As CBS 2’s Megan Mawicke reports, that’s nothing compared to the obstacles that Boyette has had to overcome, to not only make it to the WBNA, but in life.

“It’s kind of scary to think that’s how I really felt,” the center says. “It’s scary to think about what could have been.”

The 21-year-old Boyette is a survivor. She was sexually abused by a relative and overdosed on pills several times trying to commit suicide before she graduated from high school.

“I was sexually abused from 8 to 12 (years old),” she says. “And I was kind of neglected by my stepmom. That kind of made me very depressed and I tried to kill myself three times.

“The last time I figured out obviously he wanted me here, so deal with it,” Boyette says with a smile.

Steady therapy is how she’s been able to cope. She was just three years old and caught in a bitter custody battle and didn’t see her mother much for more than a decade.

Her mom is Pam McGee, a former WNBA star, two-time national champion at USC and Olympic gold medalist.

“I was a mean little girl because I was angry that she wasn’t there,” Boyette says. “We both have our own struggles with mental illness, and not necessarily being able to open up about those. Sometimes our mental illnesses fight each other. It’s hard.
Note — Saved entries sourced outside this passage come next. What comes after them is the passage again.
//! Relay counters, shared by the stages and read through snapshots.

use std::sync::atomic::{AtomicU64, Ordering};

/// Counters shared by the stages of one relay.
#[derive(Debug, Default)]
pub(crate) struct RelayStats {
    claimed: AtomicU64,
    published: AtomicU64,
    publish_failed: AtomicU64,
    deleted: AtomicU64,
    unlocked: AtomicU64,
    resolve_failures: AtomicU64,
    poll_failures: AtomicU64,
    swept: AtomicU64,
    abandoned: AtomicU64,
}

impl RelayStats {
    pub(crate) fn record_claimed(&self, n: usize) {
        self.claimed.fetch_add(n as u64, Ordering::Relaxed);
    }

    pub(crate) fn record_published(&self) {
        self.published.fetch_add(1, Ordering::Relaxed);
    }

    pub(crate) fn record_publish_failed(&self) {
        self.publish_failed.fetch_add(1, Ordering::Relaxed);
    }

    pub(crate) fn record_deleted(&self, n: usize) {
        self.deleted.fetch_add(n as u64, Ordering::Relaxed);
    }

    pub(crate) fn record_unlocked(&self, n: usize) {
        self.unlocked.fetch_add(n as u64, Ordering::Relaxed);
    }

    pub(crate) fn record_resolve_failure(&self) {
        self.resolve_failures.fetch_add(1, Ordering::Relaxed);
    }

    pub(crate) fn record_poll_failure(&self) {
        self.poll_failures.fetch_add(1, Ordering::Relaxed);
    }

    pub(crate) fn record_swept(&self, n: u64) {
        self.swept.fetch_add(n, Ordering::Relaxed);
    }

    pub(crate) fn record_abandoned(&self, n: usize) {
        self.abandoned.fetch_add(n as u64, Ordering::Relaxed);
    }

    pub(crate) fn snapshot(&self) -> RelayStatsSnapshot {
        RelayStatsSnapshot {
            claimed: self.claimed.load(Ordering::Relaxed),
            published: self.published.load(Ordering::Relaxed),
            publish_failed: self.publish_failed.load(Ordering::Relaxed),
            deleted: self.deleted.load(Ordering::Relaxed),
            unlocked: self.unlocked.load(Ordering::Relaxed),
            resolve_failures: self.resolve_failures.load(Ordering::Relaxed),
            poll_failures: self.poll_failures.load(Ordering::Relaxed),
            swept: self.swept.load(Ordering::Relaxed),
            abandoned: self.abandoned.load(Ordering::Relaxed),
        }
    }
}

/// Point-in-time copy of a relay's counters.
#[derive(Debug, Clone, Copy, Default, PartialEq, Eq)]
pub struct RelayStatsSnapshot {
    /// Messages returned by successful claims.
    pub claimed: u64,
    pub published: u64,
    pub publish_failed: u64,
    /// Ids passed to a delete call that succeeded.
    pub deleted: u64,
    /// Ids passed to an unlock call that succeeded.
    pub unlocked: u64,
    /// Failed delete or unlock calls.
    pub resolve_failures: u64,
    /// Claims that failed with the store unavailable.
    pub poll_failures: u64,
    /// Rows returned to the pool by the stale-lock sweep.
    pub swept: u64,
    /// Ids whose resolution was given up on, after the final drain ran out
    /// of attempts or the resolve stage was aborted. Their rows stay locked.
    pub abandoned: u64,
}

impl RelayStatsSnapshot {
    /// Messages handed to the publish stage but not yet resolved either way.
    pub fn in_flight(&self) -> u64 {
        self.claimed
            .saturating_sub(self.deleted)
            .saturating_sub(self.unlocked)
    }
}
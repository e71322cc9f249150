pub mod console;
pub mod pages;

pub use console::Terminal;
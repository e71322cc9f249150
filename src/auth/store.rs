//! SQLite-backed credential store.
//!
//! Table:
//! - `users`: username (primary key), password_hash, email, created_at
//!
//! Every call opens its own connection and drops it before returning, so
//! concurrent sessions never share a handle. Username uniqueness is enforced
//! by the primary key alone.

use chrono::{Local, NaiveDateTime};
use rusqlite::{params, Connection, OptionalExtension, TransactionBehavior};
use std::path::{Path, PathBuf};
use std::time::Duration;

use super::password::{self, PasswordScheme};
use crate::error::AuthError;

const TIMESTAMP_FORMAT: &str = "%Y-%m-%d %H:%M:%S%.6f";

/// How long a connection waits on a locked database before giving up.
const BUSY_TIMEOUT: Duration = Duration::from_secs(5);

/// A stored account.
#[derive(Debug, Clone, PartialEq)]
pub struct UserRecord {
    pub username: String,
    pub password_hash: String,
    pub email: String,
    pub created_at: NaiveDateTime,
}

#[derive(Debug, Clone)]
pub struct CredentialStore {
    db_path: PathBuf,
    scheme: PasswordScheme,
}

impl CredentialStore {
    /// Open (or create) the credential database at the given path.
    pub fn open(db_path: &Path, scheme: PasswordScheme) -> Result<Self, AuthError> {
        if let Some(dir) = db_path.parent().filter(|d| !d.as_os_str().is_empty()) {
            std::fs::create_dir_all(dir)?;
        }

        let store = Self {
            db_path: db_path.to_path_buf(),
            scheme,
        };

        let conn = store.connect()?;
        conn.execute_batch(
            "CREATE TABLE IF NOT EXISTS users (
                username TEXT PRIMARY KEY,
                password_hash TEXT,
                email TEXT,
                created_at TIMESTAMP
            );",
        )?;

        log::info!("Credential store ready at {}", db_path.display());
        Ok(store)
    }

    pub fn path(&self) -> &Path {
        &self.db_path
    }

    fn connect(&self) -> Result<Connection, AuthError> {
        let conn = Connection::open(&self.db_path)?;
        conn.busy_timeout(BUSY_TIMEOUT)?;
        Ok(conn)
    }

    /// Insert a new account. The insert itself is the uniqueness check, so
    /// two sessions racing on one username yield exactly one record and a
    /// `DuplicateUser` for the loser.
    pub fn create(&self, username: &str, password: &str, email: &str) -> Result<(), AuthError> {
        let password_hash = password::digest(self.scheme, password)?;
        let created_at = Local::now().naive_local().format(TIMESTAMP_FORMAT).to_string();

        let mut conn = self.connect()?;
        // Take the write lock up front so the busy timeout covers contention.
        let tx = conn.transaction_with_behavior(TransactionBehavior::Immediate)?;
        let result = tx.execute(
            "INSERT INTO users (username, password_hash, email, created_at)
             VALUES (?1, ?2, ?3, ?4)",
            params![username, password_hash, email, created_at],
        );

        match result.and_then(|_| tx.commit()) {
            Ok(_) => {
                log::info!("Created account '{username}'");
                Ok(())
            }
            Err(rusqlite::Error::SqliteFailure(err, _))
                if err.code == rusqlite::ErrorCode::ConstraintViolation =>
            {
                Err(AuthError::DuplicateUser(username.to_string()))
            }
            Err(e) => Err(e.into()),
        }
    }

    /// True iff the account exists and `password` matches its digest.
    /// Unknown users and wrong passwords are indistinguishable.
    pub fn verify(&self, username: &str, password: &str) -> Result<bool, AuthError> {
        let conn = self.connect()?;
        let stored: Option<Option<String>> = conn
            .query_row(
                "SELECT password_hash FROM users WHERE username = ?1",
                params![username],
                |row| row.get(0),
            )
            .optional()?;

        Ok(matches!(stored, Some(Some(ref hash)) if password::matches(password, hash)))
    }

    pub fn exists(&self, username: &str) -> Result<bool, AuthError> {
        let conn = self.connect()?;
        let found = conn
            .query_row(
                "SELECT 1 FROM users WHERE username = ?1",
                params![username],
                |_| Ok(()),
            )
            .optional()?;
        Ok(found.is_some())
    }

    /// Look up a full record.
    pub fn get(&self, username: &str) -> Result<Option<UserRecord>, AuthError> {
        let conn = self.connect()?;
        let record = conn
            .query_row(
                "SELECT username, password_hash, email, created_at FROM users WHERE username = ?1",
                params![username],
                |row| {
                    let created_at: String = row.get(3)?;
                    let created_at = NaiveDateTime::parse_from_str(&created_at, TIMESTAMP_FORMAT)
                        .map_err(|e| {
                            rusqlite::Error::FromSqlConversionFailure(
                                3,
                                rusqlite::types::Type::Text,
                                Box::new(e),
                            )
                        })?;
                    Ok(UserRecord {
                        username: row.get(0)?,
                        password_hash: row.get::<_, Option<String>>(1)?.unwrap_or_default(),
                        email: row.get::<_, Option<String>>(2)?.unwrap_or_default(),
                        created_at,
                    })
                },
            )
            .optional()?;
        Ok(record)
    }

    /// Count registered users.
    pub fn count(&self) -> Result<u64, AuthError> {
        let conn = self.connect()?;
        let count: i64 = conn.query_row("SELECT COUNT(*) FROM users", [], |row| row.get(0))?;
        Ok(count as u64)
    }
}
use serde::{Deserialize, Serialize};
use std::fs;
use std::path::PathBuf;

use crate::auth::PasswordScheme;
use crate::language::Language;

const APP_DIR: &str = "voice-translator";

/// Top-level application configuration.
#[derive(Debug, Clone, Serialize, Deserialize)]
#[serde(default)]
pub struct Config {
    /// SQLite credential database. Empty means `<data_dir>/voice-translator/auth.db`.
    pub database_path: String,
    /// Digest applied to passwords of newly created accounts.
    pub password_scheme: PasswordScheme,
    /// Voice recording length in seconds (1..=10).
    pub record_seconds: u32,
    pub default_target: Language,
    /// Multilingual whisper model file name.
    pub whisper_model: String,
    pub translate_url: String,
    pub tts_url: String,
    pub thesaurus_url: String,
    /// Where synthesized speech is written. Empty means the data directory.
    pub output_dir: String,
    pub request_timeout_secs: u64,
}

impl Default for Config {
    fn default() -> Self {
        Self {
            database_path: String::new(),
            password_scheme: PasswordScheme::default(),
            record_seconds: 5,
            default_target: Language::En,
            whisper_model: "ggml-base.bin".into(),
            translate_url: "https://translate.googleapis.com/translate_a/single".into(),
            tts_url: "https://translate.google.com/translate_tts".into(),
            thesaurus_url: "https://api.datamuse.com/words".into(),
            output_dir: String::new(),
            request_timeout_secs: 30,
        }
    }
}

impl Config {
    /// Directory: ~/.config/voice-translator/
    fn dir() -> PathBuf {
        let mut p = dirs::config_dir().unwrap_or_else(|| PathBuf::from("."));
        p.push(APP_DIR);
        p
    }

    fn path() -> PathBuf {
        Self::dir().join("config.json")
    }

    /// Directory: ~/.local/share/voice-translator/
    pub fn data_dir() -> PathBuf {
        let mut p = dirs::data_dir().unwrap_or_else(|| PathBuf::from("."));
        p.push(APP_DIR);
        p
    }

    /// Load from disk, returning defaults if file doesn't exist or is invalid.
    pub fn load() -> Self {
        let path = Self::path();
        match fs::read_to_string(&path) {
            Ok(data) => serde_json::from_str(&data).unwrap_or_else(|e| {
                log::warn!("Ignoring invalid config at {}: {e}", path.display());
                Self::default()
            }),
            Err(_) => Self::default(),
        }
    }

    pub fn exists() -> bool {
        Self::path().exists()
    }

    /// Persist to disk.
    pub fn save(&self) -> Result<(), Box<dyn std::error::Error>> {
        let dir = Self::dir();
        fs::create_dir_all(&dir)?;
        let data = serde_json::to_string_pretty(self)?;
        fs::write(Self::path(), data)?;
        Ok(())
    }

    pub fn database_path(&self) -> PathBuf {
        if self.database_path.is_empty() {
            Self::data_dir().join("auth.db")
        } else {
            PathBuf::from(&self.database_path)
        }
    }

    pub fn output_dir(&self) -> PathBuf {
        if self.output_dir.is_empty() {
            Self::data_dir()
        } else {
            PathBuf::from(&self.output_dir)
        }
    }

    /// Recording length clamped to the range the recorder accepts.
    pub fn record_seconds(&self) -> u32 {
        self.record_seconds.clamp(1, 10)
    }
}

#[cfg(test)]
mod tests {
    use super::*;

    #[test]
    fn partial_file_fills_in_defaults() {
        let cfg: Config =
            serde_json::from_str(r#"{ "record_seconds": 8, "default_target": "hi" }"#).unwrap();
        assert_eq!(cfg.record_seconds, 8);
        assert_eq!(cfg.default_target, Language::Hi);
        assert_eq!(cfg.whisper_model, "ggml-base.bin");
        assert_eq!(cfg.password_scheme, PasswordScheme::Sha256);
    }

    #[test]
    fn empty_paths_resolve_under_data_dir() {
        let cfg = Config::default();
        assert!(cfg.database_path().ends_with("voice-translator/auth.db"));
        assert!(cfg.output_dir().ends_with("voice-translator"));
    }

    #[test]
    fn record_seconds_is_clamped() {
        let cfg = Config {
            record_seconds: 42,
            ..Config::default()
        };
        assert_eq!(cfg.record_seconds(), 10);
        let cfg = Config {
            record_seconds: 0,
            ..Config::default()
        };
        assert_eq!(cfg.record_seconds(), 1);
    }
}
I love my mom, but we are still very much a work in progress.”

Her aunt also played in the WNBA and her half-brother Javale McGee plays for the Dallas Mavericks. But the 6-foot-7 Imani never thought she was talented and rarely talked about her strong basketball lineage.

“Everyone knew my mom,” Boyette says. “She’s a Hall of Famer. And I wasn’t good, so people would be upset with me because they would expect me to be some All-American and I wasn’t. Her presence was always in the gym no matter what I did, so until our relationship got better and I got better, it was hard to deal with that.”

Her steady rock now is new husband Paul Boyette, a defensive tackle at the University of Texas. He urged her to reconcile with her mother, as well as use her basketball platform to help others who suffer with mental illness and sexual abuse.

“My purpose is to talk about these things because nobody talked about these things when I was going through it, so I thought like it was me, I was the only one in the world that had these issues, that I was only one who had been sexually abused, so now I talk about it because I think if one person sees it and decides to keep fighting and waits until they get to the other side than it’s worth it,” Boyette says.

Boyette flew back to Austin last Friday to get her accounting degree from University of Texas. She graduated with a 3.10 GPA. Her husband Paul is playing his last season with the Longhorns.

Basketball isn’t her first love. It’s poetry, which has helped her cope with some of her issues.